The ARGOS Challenge is an international robotics competition designed to foster development of a new class of autonomous robots adapted to surveillance and technical maintenance of oil and gas sites.
ESIGELEC’s Team Vikings developed a 6DDL Monte Carlo Localization (MCL) based on VLP-16 measurements, with an absolute position error less than 3cm and an orientation error less than 0.3° at 20Hz. Teams were evaluated on how well each addressed safety requirements, mobility and navigation, data collection, and human machine interface (HMI).
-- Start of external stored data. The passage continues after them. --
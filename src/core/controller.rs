//! Execution Controller - drives one run of a pipeline graph
//!
//! The controller validates the graph, asks the scheduler for an order, then
//! dispatches nodes whose upstream nodes have all completed. Independent
//! branches run concurrently, bounded by a semaphore. The first node failure
//! aborts the run: in-flight siblings are cancelled and nothing new starts.
//!
//! The record set and the status sink are only touched from the controller
//! loop, so every node has a single writer and events arrive in order.

use super::executor::NodeExecutor;
use super::graph::{Graph, Node};
use super::record::{ExecutionRecord, ExecutionRecords, NodeStatus};
use super::resolver::resolve_inputs;
use super::scheduler::Scheduler;
use super::value::{InputBundle, OutputBundle};
use crate::config::EngineConfig;
use crate::error::{EngineError, NodeError};
use crate::events::{NodeEvent, StatusSink};
use crate::kinds::NodeRegistry;
use futures::FutureExt;
use serde::{Deserialize, Serialize};
use std::collections::HashMap;
use std::panic::AssertUnwindSafe;
use std::sync::Arc;
use std::time::Duration;
use tokio::sync::Semaphore;
use tokio::task::JoinSet;

/// Outcome of a whole run
#[derive(Debug, Clone, Copy, PartialEq, Eq, Serialize, Deserialize)]
#[serde(rename_all = "snake_case")]
pub enum RunStatus {
    Completed,
    Aborted,
}

/// What a run leaves behind for the caller. The engine keeps no copy.
#[derive(Debug, Clone)]
pub struct RunReport {
    pub status: RunStatus,
    /// Execution order computed by the scheduler
    pub order: Vec<String>,
    /// One record per node, in execution order
    pub records: Vec<ExecutionRecord>,
    /// First error encountered, set when the run aborted
    pub error: Option<EngineError>,
}

impl RunReport {
    pub fn is_completed(&self) -> bool {
        self.status == RunStatus::Completed
    }

    pub fn record(&self, node_id: &str) -> Option<&ExecutionRecord> {
        self.records.iter().find(|r| r.node_id == node_id)
    }

    pub fn status_of(&self, node_id: &str) -> Option<NodeStatus> {
        self.record(node_id).map(|r| r.status)
    }

    pub fn output(&self, node_id: &str) -> Option<&OutputBundle> {
        self.record(node_id).and_then(|r| r.output.as_ref())
    }
}

struct NodeOutcome {
    node_id: String,
    result: Result<OutputBundle, NodeError>,
}

/// Mutable state of one run. Only the controller loop touches it.
struct RunState<'g> {
    graph: &'g Graph,
    order: Vec<String>,
    /// Snapshot: tasks own their node, later edits to the caller's graph
    /// cannot reach a running node.
    nodes: HashMap<String, Arc<Node>>,
    semaphore: Arc<Semaphore>,
    records: ExecutionRecords,
    tasks: JoinSet<NodeOutcome>,
    first_error: Option<EngineError>,
}

impl<'g> RunState<'g> {
    fn new(graph: &'g Graph, order: Vec<String>, max_concurrent_nodes: usize) -> Self {
        let nodes = graph
            .nodes
            .iter()
            .map(|n| (n.id.clone(), Arc::new(n.clone())))
            .collect();
        let records = ExecutionRecords::new(order.iter().cloned());

        Self {
            graph,
            order,
            nodes,
            semaphore: Arc::new(Semaphore::new(max_concurrent_nodes)),
            records,
            tasks: JoinSet::new(),
            first_error: None,
        }
    }

    fn is_aborted(&self) -> bool {
        self.first_error.is_some()
    }

    /// Record a finished node and report it
    fn finish(&mut self, outcome: NodeOutcome, sink: &dyn StatusSink) -> Result<(), EngineError> {
        match outcome.result {
            Ok(output) => {
                log::info!("Node {} completed", outcome.node_id);
                self.records.complete(&outcome.node_id, output.clone())?;
                sink.emit(NodeEvent::Completed {
                    node_id: outcome.node_id,
                    output,
                });
            }
            Err(err) => {
                log::warn!("Node {} failed: {}", outcome.node_id, err.message);
                self.fail(&outcome.node_id, err.message.clone(), sink)?;
                self.first_error.get_or_insert_with(|| err.into());
            }
        }
        Ok(())
    }

    fn fail(&mut self, node_id: &str, message: String, sink: &dyn StatusSink) -> Result<(), EngineError> {
        self.records.fail(node_id, message.clone())?;
        sink.emit(NodeEvent::Failed {
            node_id: node_id.to_string(),
            error: message,
        });
        Ok(())
    }

    /// Abort every in-flight task and mark its node as cancelled. Results
    /// that were already sitting in the join set are discarded.
    fn cancel_in_flight(&mut self, sink: &dyn StatusSink) -> Result<(), EngineError> {
        self.tasks.abort_all();

        for node_id in self.records.running() {
            log::info!("Cancelling in-flight node {}", node_id);
            let err = NodeError::cancelled(&node_id);
            self.fail(&node_id, err.message, sink)?;
        }

        Ok(())
    }
}

/// Runs graphs against a node registry
#[derive(Clone)]
pub struct ExecutionController {
    executor: NodeExecutor,
    config: EngineConfig,
}

impl ExecutionController {
    /// A concurrency limit of 0 is raised to 1
    pub fn new(registry: Arc<NodeRegistry>, config: EngineConfig) -> Self {
        let max = config.max_concurrent_nodes;
        Self {
            executor: NodeExecutor::new(registry),
            config: config.with_max_concurrent_nodes(max),
        }
    }

    pub fn config(&self) -> &EngineConfig {
        &self.config
    }

    /// All pre-run checks: shape, kinds and required inputs, then ordering.
    /// Returns the execution order.
    pub fn plan(&self, graph: &Graph) -> Result<Vec<String>, EngineError> {
        graph.validate().map_err(EngineError::GraphValidation)?;
        self.executor.registry().check_graph(graph)?;
        Scheduler::order_ids(graph)
    }

    /// Run the graph to completion or abort.
    ///
    /// Structural problems are returned as `Err` before any node runs.
    /// Runtime failures produce an `Aborted` report carrying the first error.
    pub async fn run(&self, graph: &Graph, sink: &dyn StatusSink) -> Result<RunReport, EngineError> {
        let order = self.plan(graph)?;

        log::info!(
            "Starting run: {} nodes, concurrency {}, timeout {:?}",
            order.len(),
            self.config.max_concurrent_nodes,
            self.config.node_timeout_ms
        );

        let mut state = RunState::new(graph, order, self.config.max_concurrent_nodes);

        loop {
            if !state.is_aborted() {
                self.dispatch_ready(&mut state, sink)?;
            }

            if state.is_aborted() || state.tasks.is_empty() {
                break;
            }

            let Some(joined) = state.tasks.join_next().await else {
                break;
            };

            match joined {
                Ok(outcome) => state.finish(outcome, sink)?,
                Err(join_error) => {
                    // Node tasks catch their own panics; anything else here
                    // still stops the run.
                    log::error!("Node task join error: {}", join_error);
                    state.first_error.get_or_insert_with(|| EngineError::TaskJoin {
                        message: join_error.to_string(),
                    });
                }
            }
        }

        if state.is_aborted() {
            state.cancel_in_flight(sink)?;
        }

        // Tasks that ended without reporting leave their node running
        for node_id in state.records.running() {
            let err = NodeError::execution(&node_id, "node task ended without a result");
            state.fail(&node_id, err.message.clone(), sink)?;
            state.first_error.get_or_insert_with(|| err.into());
        }

        let RunState {
            order,
            records,
            first_error,
            ..
        } = state;

        let status = if first_error.is_none() && records.all_completed() {
            RunStatus::Completed
        } else {
            RunStatus::Aborted
        };

        match &first_error {
            None => log::info!("Run completed: {} nodes", order.len()),
            Some(err) => log::warn!(
                "Run aborted: {} ({} nodes never started)",
                err,
                records.with_status(NodeStatus::Pending).len()
            ),
        }

        Ok(RunReport {
            status,
            order,
            records: records.into_vec(),
            error: first_error,
        })
    }

    /// Start every pending node whose upstream nodes have all completed, in
    /// scheduler order, while permits remain.
    fn dispatch_ready(&self, state: &mut RunState<'_>, sink: &dyn StatusSink) -> Result<(), EngineError> {
        let graph = state.graph;

        for node_id in state.order.clone() {
            if state.records.status(&node_id) != Some(NodeStatus::Pending) {
                continue;
            }
            let ready = graph
                .incoming(&node_id)
                .all(|e| state.records.status(&e.source) == Some(NodeStatus::Completed));
            if !ready {
                continue;
            }

            let Ok(permit) = Arc::clone(&state.semaphore).try_acquire_owned() else {
                // Concurrency limit reached; retry after the next completion
                break;
            };

            let Some(node) = state.nodes.get(&node_id).cloned() else {
                log::error!("Scheduled node {} is not in the graph snapshot", node_id);
                continue;
            };

            state.records.start(&node_id)?;
            sink.emit(NodeEvent::Running {
                node_id: node_id.clone(),
            });

            let inputs = match resolve_inputs(&node_id, &graph.edges, &state.records) {
                Ok(inputs) => inputs,
                Err(err) => {
                    log::error!("Input resolution failed for {}: {}", node_id, err);
                    state.fail(&node_id, err.to_string(), sink)?;
                    state.first_error = Some(err);
                    return Ok(());
                }
            };

            log::debug!("Dispatching {} ({}) with {} inputs", node.id, node.kind, inputs.len());

            let executor = self.executor.clone();
            let timeout = self.config.node_timeout();

            state.tasks.spawn(async move {
                let _permit = permit;
                let result = AssertUnwindSafe(execute_node(&executor, &node, inputs, timeout))
                    .catch_unwind()
                    .await
                    .unwrap_or_else(|_| Err(NodeError::execution(&node.id, "node panicked")));

                NodeOutcome {
                    node_id: node.id.clone(),
                    result,
                }
            });
        }

        Ok(())
    }
}

/// Execute one node, bounded by the optional timeout
async fn execute_node(
    executor: &NodeExecutor,
    node: &Node,
    inputs: InputBundle,
    timeout: Option<Duration>,
) -> Result<OutputBundle, NodeError> {
    let execution = executor.execute(node, inputs);
    match timeout {
        Some(limit) => match tokio::time::timeout(limit, execution).await {
            Ok(result) => result,
            Err(_) => Err(NodeError::timeout(&node.id, limit.as_millis() as u64)),
        },
        None => execution.await,
    }
}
In the first round, the robot had to be able to achieve automatic inspection missions under real conditions. Teams received the script two hours prior to the competition: the robot then needed to pass through control points to read gauges monitoring the state of pressure sensors and to determine whether the floodgates were open or closed. The robot needed to traverse a 20-centimeter-high obstacle in order to automatically climb on or off the platform, and encountered various unexpected obstacles as well. The ESIGELEC Vikings robot was able to perform the first mission on automatic mode in less than four minutes, far quicker than the 20 minutes allotted to the task.
“Clearly, our localization method based on VLP-16 measurements has been a key factor in our success,” said Xavier Savatier, Ph.D., Head of the Instrumentation, IT & Systems Department, ESIGELEC. “What stands out about the VLP-16 are its light weight and size, and its 360° field of view, which helped its integration on the mobile Vikings robot. The sensor’s 3D laser scan strongly reduces the perceptual aliasing problem, which is an issue since there’s so much symmetry in the outdoor site.”
“The ARGOS Challenge dramatically and effectively demonstrates what robots equipped with real time LiDAR sensors can achieve in the demanding oil and gas environment,” said Wolfgang Juchmann, Director of North America Sales and Product Management, Velodyne. “Over the duration of the challenge, robots will attempt vital tasks in simulated offshore or onshore platforms, with total autonomy and under the most extreme conditions. Those are precisely the conditions for which we developed our multi-channel 3D LiDAR sensors.”
In time, robots will be capable of performing inspection tasks, detecting anomalies and intervening in emergency situations. All of the autonomous missions require precise localization, an especially difficult task to perform in an industrial outdoor setting, with pipes in all directions and no walls to define the space.
The ARGOS Challenge research and development process runs for three years and includes three rounds of competition at the test site in Lacq, Midi-Pyrénées, in southern France. The difficulty level will increase during the second round competition in March. At that time, robots will be expected to identify unusual sounds such as gas leaks or cavitation bubbles inside the pipes, and check for unknown obstacles or fire extinguishers. Tests will take place on the upper levels of the structure, requiring robots to ascend and descend flights of stairs.